═══ Raw data

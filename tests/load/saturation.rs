//! Saturation scenarios
//!
//! Full-size batches against the stub with its real ten second delay. The
//! point is that elapsed time tracks one delay, not N of them.

use std::time::Duration;

use stress_harness::config::Config;
use stress_harness::lifecycle::{Harness, ShutdownOutcome};
use stress_harness::signals::TerminationSignal;
use tokio::sync::mpsc;

const DELAY: Duration = Duration::from_secs(10);

async fn run(toml: &str) -> stress_harness::lifecycle::RunReport {
    let cfg = Config::from_toml_str(toml).expect("scenario config");
    let (tx, rx) = mpsc::channel(1);
    tx.send(TerminationSignal::Terminate).await.unwrap();
    Harness::new(cfg).run(rx).await.expect("scenario run")
}

/// Test: 1000 unvalidated requests complete in roughly one delay
#[tokio::test(flavor = "multi_thread")]
#[ignore] // Ignore by default as this is a slow test
async fn test_thousand_requests_without_identifier() {
    let report = run(
        r#"
        [server]
        port = 0
        [stub]
        delay_ms = 10000
        echo = false
        require_counter = false
        [batch]
        concurrency = 1000
        method = "get"
        identifier = "none"
        "#,
    )
    .await;

    println!(
        "confirmed {} of {} in {:?}",
        report.record.confirmed(),
        report.record.batch_size,
        report.record.elapsed
    );
    assert_eq!(report.record.confirmed(), 1000);
    assert!(report.record.elapsed >= DELAY);
    assert!(
        report.record.elapsed < DELAY * 3,
        "requests were serialized: {:?}",
        report.record.elapsed
    );
    assert_eq!(report.shutdown, ShutdownOutcome::ListenerClosed);
}

/// Test: 10000 validated requests, counter always supplied
#[tokio::test(flavor = "multi_thread")]
#[ignore] // Ignore by default as this is a slow test
async fn test_ten_thousand_validated_requests() {
    let report = run(
        r#"
        [server]
        port = 0
        [stub]
        delay_ms = 10000
        require_counter = true
        [batch]
        concurrency = 10000
        method = "post"
        identifier = "sequence"
        "#,
    )
    .await;

    println!(
        "confirmed {} of {} between {} and {}",
        report.record.confirmed(),
        report.record.batch_size,
        report.record.started_at,
        report.record.stopped_at
    );
    assert_eq!(report.record.confirmed(), 10_000);
    assert_eq!(report.outcome.rejected, 0);
    assert!(report.record.elapsed >= DELAY);
    assert!(report.record.stopped_at > report.record.started_at);
}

══════

Work instructions:
Give again, unchanged, the lines running from the top of the material above through the line that has "tx.send(TerminationSignal::Terminate).await.unwrap();", and nothing more.

Exercise output:
filename tests/load/saturation.rs
//! Saturation scenarios
//!
//! Full-size batches against the stub with its real ten second delay. The
//! point is that elapsed time tracks one delay, not N of them.

use std::time::Duration;

use stress_harness::config::Config;
use stress_harness::lifecycle::{Harness, ShutdownOutcome};
use stress_harness::signals::TerminationSignal;
use tokio::sync::mpsc;

const DELAY: Duration = Duration::from_secs(10);

async fn run(toml: &str) -> stress_harness::lifecycle::RunReport {
    let cfg = Config::from_toml_str(toml).expect("scenario config");
    let (tx, rx) = mpsc::channel(1);
    tx.send(TerminationSignal::Terminate).await.unwrap();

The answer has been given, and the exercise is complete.